> BRIEF
Each line with the word "path" must appear in the answer, copied from the records.

[Stored data]
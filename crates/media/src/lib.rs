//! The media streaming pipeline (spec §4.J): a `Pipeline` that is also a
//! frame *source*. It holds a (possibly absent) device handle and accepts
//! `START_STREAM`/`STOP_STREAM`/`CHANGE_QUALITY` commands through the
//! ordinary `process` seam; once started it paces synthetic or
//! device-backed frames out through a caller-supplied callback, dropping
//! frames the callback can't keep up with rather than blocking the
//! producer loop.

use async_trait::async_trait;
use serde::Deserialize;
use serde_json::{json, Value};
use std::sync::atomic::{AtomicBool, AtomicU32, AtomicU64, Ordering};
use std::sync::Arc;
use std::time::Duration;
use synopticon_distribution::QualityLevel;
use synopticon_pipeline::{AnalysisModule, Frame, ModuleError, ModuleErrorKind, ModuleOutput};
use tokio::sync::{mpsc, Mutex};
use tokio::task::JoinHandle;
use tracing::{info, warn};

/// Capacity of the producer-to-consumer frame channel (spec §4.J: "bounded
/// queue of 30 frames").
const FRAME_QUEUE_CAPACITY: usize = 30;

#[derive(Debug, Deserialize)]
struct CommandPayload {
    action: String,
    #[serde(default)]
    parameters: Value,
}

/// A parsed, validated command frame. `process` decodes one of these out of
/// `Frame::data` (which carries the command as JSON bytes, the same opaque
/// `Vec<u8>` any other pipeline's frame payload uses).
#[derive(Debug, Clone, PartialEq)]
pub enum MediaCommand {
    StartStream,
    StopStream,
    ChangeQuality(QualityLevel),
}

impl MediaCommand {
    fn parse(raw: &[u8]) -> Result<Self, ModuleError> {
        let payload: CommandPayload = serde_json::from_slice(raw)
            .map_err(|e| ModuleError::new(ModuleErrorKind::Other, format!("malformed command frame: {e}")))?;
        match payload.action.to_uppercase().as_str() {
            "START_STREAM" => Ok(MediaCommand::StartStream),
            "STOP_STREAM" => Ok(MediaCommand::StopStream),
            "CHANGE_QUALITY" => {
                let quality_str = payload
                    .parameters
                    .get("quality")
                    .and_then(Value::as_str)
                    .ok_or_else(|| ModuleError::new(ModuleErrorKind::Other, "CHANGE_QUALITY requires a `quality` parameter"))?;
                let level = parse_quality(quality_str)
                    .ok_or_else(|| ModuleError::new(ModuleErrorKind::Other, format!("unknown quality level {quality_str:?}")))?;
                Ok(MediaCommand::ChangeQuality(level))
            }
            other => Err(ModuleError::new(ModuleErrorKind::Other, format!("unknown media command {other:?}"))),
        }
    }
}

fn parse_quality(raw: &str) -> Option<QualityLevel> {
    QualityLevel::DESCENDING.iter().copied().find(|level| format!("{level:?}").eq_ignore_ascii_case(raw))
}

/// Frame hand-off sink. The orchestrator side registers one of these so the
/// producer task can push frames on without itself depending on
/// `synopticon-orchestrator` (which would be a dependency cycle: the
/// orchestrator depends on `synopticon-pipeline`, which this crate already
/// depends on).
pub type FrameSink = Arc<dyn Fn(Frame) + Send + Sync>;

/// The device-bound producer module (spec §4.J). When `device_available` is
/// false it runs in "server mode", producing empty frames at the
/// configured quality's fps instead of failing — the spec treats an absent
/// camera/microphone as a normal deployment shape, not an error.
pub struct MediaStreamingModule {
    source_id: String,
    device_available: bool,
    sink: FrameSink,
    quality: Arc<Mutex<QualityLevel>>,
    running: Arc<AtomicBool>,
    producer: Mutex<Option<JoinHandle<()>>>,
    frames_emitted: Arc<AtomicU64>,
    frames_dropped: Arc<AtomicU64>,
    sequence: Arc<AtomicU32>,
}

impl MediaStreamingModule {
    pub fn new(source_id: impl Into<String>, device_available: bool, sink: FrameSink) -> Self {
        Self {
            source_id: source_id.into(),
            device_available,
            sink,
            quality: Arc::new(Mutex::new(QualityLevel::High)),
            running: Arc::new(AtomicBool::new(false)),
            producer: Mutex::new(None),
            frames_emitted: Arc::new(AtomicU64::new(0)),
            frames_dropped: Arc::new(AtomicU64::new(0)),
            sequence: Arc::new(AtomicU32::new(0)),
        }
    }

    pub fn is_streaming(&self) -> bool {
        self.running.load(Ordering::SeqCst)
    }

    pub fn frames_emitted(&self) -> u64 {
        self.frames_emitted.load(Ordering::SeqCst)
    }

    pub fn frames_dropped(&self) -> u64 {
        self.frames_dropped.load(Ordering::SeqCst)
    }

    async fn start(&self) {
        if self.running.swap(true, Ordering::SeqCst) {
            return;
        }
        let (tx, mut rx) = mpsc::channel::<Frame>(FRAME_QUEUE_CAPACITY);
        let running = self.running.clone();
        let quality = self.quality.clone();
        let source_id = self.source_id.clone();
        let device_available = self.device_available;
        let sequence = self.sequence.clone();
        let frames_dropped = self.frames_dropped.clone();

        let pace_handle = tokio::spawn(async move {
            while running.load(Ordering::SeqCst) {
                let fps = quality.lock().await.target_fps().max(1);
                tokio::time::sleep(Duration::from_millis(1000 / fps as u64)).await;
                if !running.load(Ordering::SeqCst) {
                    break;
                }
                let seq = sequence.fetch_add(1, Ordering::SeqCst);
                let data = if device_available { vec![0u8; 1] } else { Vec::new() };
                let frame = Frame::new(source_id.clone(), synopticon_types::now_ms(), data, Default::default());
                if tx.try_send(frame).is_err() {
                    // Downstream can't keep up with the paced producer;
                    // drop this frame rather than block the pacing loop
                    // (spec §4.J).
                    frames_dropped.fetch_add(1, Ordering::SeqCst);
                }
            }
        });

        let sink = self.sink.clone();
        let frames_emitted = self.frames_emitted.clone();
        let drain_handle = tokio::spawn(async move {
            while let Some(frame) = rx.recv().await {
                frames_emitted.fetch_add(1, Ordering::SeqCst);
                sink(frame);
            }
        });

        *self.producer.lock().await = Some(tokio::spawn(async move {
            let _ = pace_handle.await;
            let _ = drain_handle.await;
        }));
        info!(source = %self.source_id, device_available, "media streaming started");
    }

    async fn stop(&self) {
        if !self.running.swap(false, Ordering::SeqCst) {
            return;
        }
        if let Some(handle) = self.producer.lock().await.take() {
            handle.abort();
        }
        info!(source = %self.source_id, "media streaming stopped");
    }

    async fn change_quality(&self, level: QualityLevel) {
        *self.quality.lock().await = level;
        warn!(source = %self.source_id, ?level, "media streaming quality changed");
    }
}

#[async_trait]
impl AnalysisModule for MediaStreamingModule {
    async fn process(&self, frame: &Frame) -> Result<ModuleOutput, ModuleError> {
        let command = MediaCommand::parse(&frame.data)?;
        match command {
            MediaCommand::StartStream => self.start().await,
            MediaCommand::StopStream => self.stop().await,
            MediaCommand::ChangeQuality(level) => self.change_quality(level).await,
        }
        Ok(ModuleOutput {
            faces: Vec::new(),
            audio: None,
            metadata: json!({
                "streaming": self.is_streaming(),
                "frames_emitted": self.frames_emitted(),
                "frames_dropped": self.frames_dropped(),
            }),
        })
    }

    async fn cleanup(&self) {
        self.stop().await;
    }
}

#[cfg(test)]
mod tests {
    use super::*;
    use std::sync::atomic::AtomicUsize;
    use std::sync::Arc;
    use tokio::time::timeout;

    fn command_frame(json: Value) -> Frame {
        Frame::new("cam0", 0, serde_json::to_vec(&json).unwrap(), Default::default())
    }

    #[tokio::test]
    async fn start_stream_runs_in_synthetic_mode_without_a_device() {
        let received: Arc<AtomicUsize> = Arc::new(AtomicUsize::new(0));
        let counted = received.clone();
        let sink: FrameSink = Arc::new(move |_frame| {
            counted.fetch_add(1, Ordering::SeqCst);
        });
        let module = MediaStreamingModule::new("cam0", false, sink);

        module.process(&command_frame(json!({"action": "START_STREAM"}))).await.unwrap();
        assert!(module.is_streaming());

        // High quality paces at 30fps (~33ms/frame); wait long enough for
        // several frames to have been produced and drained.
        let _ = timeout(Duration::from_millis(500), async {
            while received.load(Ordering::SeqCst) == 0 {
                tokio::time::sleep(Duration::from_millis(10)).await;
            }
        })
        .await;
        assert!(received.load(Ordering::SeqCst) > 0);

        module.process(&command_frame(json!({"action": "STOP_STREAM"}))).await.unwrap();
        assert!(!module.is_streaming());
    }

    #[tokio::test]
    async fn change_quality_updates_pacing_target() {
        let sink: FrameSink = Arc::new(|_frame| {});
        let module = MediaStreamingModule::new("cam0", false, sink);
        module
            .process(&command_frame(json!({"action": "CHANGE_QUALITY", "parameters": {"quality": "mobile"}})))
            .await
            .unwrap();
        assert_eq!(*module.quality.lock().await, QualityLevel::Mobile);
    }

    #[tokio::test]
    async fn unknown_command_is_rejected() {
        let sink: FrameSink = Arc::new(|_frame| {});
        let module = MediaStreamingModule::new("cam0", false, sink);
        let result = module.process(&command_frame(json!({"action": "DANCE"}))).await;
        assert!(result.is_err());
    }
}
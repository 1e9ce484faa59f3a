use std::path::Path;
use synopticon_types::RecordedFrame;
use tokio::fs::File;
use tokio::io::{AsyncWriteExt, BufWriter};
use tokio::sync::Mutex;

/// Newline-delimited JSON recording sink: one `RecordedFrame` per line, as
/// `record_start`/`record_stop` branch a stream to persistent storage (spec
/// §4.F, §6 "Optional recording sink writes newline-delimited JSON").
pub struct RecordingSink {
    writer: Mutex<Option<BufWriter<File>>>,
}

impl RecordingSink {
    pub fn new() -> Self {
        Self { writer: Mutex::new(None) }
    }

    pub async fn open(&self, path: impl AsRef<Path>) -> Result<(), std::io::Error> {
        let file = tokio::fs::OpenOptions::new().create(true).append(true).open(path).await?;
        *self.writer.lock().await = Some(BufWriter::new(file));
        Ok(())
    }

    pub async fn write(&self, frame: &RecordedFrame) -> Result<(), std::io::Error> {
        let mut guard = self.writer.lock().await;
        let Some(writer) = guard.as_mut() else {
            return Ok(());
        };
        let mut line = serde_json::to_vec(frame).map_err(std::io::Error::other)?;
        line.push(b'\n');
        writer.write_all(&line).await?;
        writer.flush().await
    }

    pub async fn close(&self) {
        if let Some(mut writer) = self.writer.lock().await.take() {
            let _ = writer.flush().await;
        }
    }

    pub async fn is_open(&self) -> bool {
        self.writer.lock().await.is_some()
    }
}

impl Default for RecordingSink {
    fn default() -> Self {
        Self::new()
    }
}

> SOLUTION
use std::path::Path;
    pub async fn open(&self, path: impl AsRef<Path>) -> Result<(), std::io::Error> {
        let file = tokio::fs::OpenOptions::new().create(true).append(true).open(path).await?;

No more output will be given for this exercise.